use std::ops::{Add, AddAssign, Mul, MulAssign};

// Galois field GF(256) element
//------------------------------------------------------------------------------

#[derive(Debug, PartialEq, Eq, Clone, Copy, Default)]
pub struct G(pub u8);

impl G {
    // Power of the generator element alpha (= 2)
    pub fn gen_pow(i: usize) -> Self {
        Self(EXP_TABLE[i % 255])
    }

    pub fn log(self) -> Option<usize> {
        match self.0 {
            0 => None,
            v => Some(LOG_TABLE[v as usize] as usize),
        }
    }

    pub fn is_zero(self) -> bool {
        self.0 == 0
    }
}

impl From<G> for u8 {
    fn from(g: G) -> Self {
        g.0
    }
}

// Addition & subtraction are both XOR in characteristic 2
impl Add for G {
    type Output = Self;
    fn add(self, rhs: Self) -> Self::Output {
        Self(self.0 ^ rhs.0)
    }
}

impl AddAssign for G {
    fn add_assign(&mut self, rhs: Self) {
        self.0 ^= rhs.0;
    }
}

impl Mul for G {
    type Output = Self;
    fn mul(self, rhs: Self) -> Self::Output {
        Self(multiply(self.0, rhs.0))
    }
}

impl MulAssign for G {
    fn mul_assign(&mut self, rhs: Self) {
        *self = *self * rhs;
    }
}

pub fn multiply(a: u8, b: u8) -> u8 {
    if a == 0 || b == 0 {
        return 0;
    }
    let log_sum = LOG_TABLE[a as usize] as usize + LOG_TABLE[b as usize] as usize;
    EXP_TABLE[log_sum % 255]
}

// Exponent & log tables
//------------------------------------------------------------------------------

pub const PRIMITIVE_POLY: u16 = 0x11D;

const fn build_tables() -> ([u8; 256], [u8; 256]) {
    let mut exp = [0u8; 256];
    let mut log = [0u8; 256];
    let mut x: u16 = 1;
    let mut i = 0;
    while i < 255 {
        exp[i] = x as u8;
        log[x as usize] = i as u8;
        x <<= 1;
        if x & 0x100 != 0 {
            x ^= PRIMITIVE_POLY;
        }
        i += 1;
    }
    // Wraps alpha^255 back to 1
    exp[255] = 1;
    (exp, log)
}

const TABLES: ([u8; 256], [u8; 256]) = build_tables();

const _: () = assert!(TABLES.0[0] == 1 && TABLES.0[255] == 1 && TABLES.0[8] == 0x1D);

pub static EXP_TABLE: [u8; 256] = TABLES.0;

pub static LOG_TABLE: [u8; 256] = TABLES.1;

-- Problem to solve --
The listing above is to be transcribed exactly. Include every line.

-- Answer area --
use std::ops::{Add, AddAssign, Mul, MulAssign};

// Galois field GF(256) element
//------------------------------------------------------------------------------

#[derive(Debug, PartialEq, Eq, Clone, Copy, Default)]
pub struct G(pub u8);

impl G {
    // Power of the generator element alpha (= 2)
    pub fn gen_pow(i: usize) -> Self {
        Self(EXP_TABLE[i % 255])
    }

    pub fn log(self) -> Option<usize> {
        match self.0 {
            0 => None,
            v => Some(LOG_TABLE[v as usize] as usize),
        }
    }

    pub fn is_zero(self) -> bool {
        self.0 == 0
    }
}

impl From<G> for u8 {
    fn from(g: G) -> Self {
        g.0
    }
}

// Addition & subtraction are both XOR in characteristic 2
impl Add for G {
    type Output = Self;
    fn add(self, rhs: Self) -> Self::Output {
        Self(self.0 ^ rhs.0)
    }
}

impl AddAssign for G {
    fn add_assign(&mut self, rhs: Self) {
        self.0 ^= rhs.0;
    }
}

impl Mul for G {
    type Output = Self;
    fn mul(self, rhs: Self) -> Self::Output {
        Self(multiply(self.0, rhs.0))
    }
}

impl MulAssign for G {
    fn mul_assign(&mut self, rhs: Self) {
        *self = *self * rhs;
    }
}

pub fn multiply(a: u8, b: u8) -> u8 {
    if a == 0 || b == 0 {
        return 0;
    }
    let log_sum = LOG_TABLE[a as usize] as usize + LOG_TABLE[b as usize] as usize;
    EXP_TABLE[log_sum % 255]
}

// Exponent & log tables
//------------------------------------------------------------------------------

pub const PRIMITIVE_POLY: u16 = 0x11D;

const fn build_tables() -> ([u8; 256], [u8; 256]) {
    let mut exp = [0u8; 256];
    let mut log = [0u8; 256];
    let mut x: u16 = 1;
    let mut i = 0;
    while i < 255 {
        exp[i] = x as u8;
        log[x as usize] = i as u8;
        x <<= 1;
        if x & 0x100 != 0 {
            x ^= PRIMITIVE_POLY;
        }
        i += 1;
    }
    // Wraps alpha^255 back to 1
    exp[255] = 1;
    (exp, log)
}

const TABLES: ([u8; 256], [u8; 256]) = build_tables();

const _: () = assert!(TABLES.0[0] == 1 && TABLES.0[255] == 1 && TABLES.0[8] == 0x1D);

pub static EXP_TABLE: [u8; 256] = TABLES.0;

pub static LOG_TABLE: [u8; 256] = TABLES.1;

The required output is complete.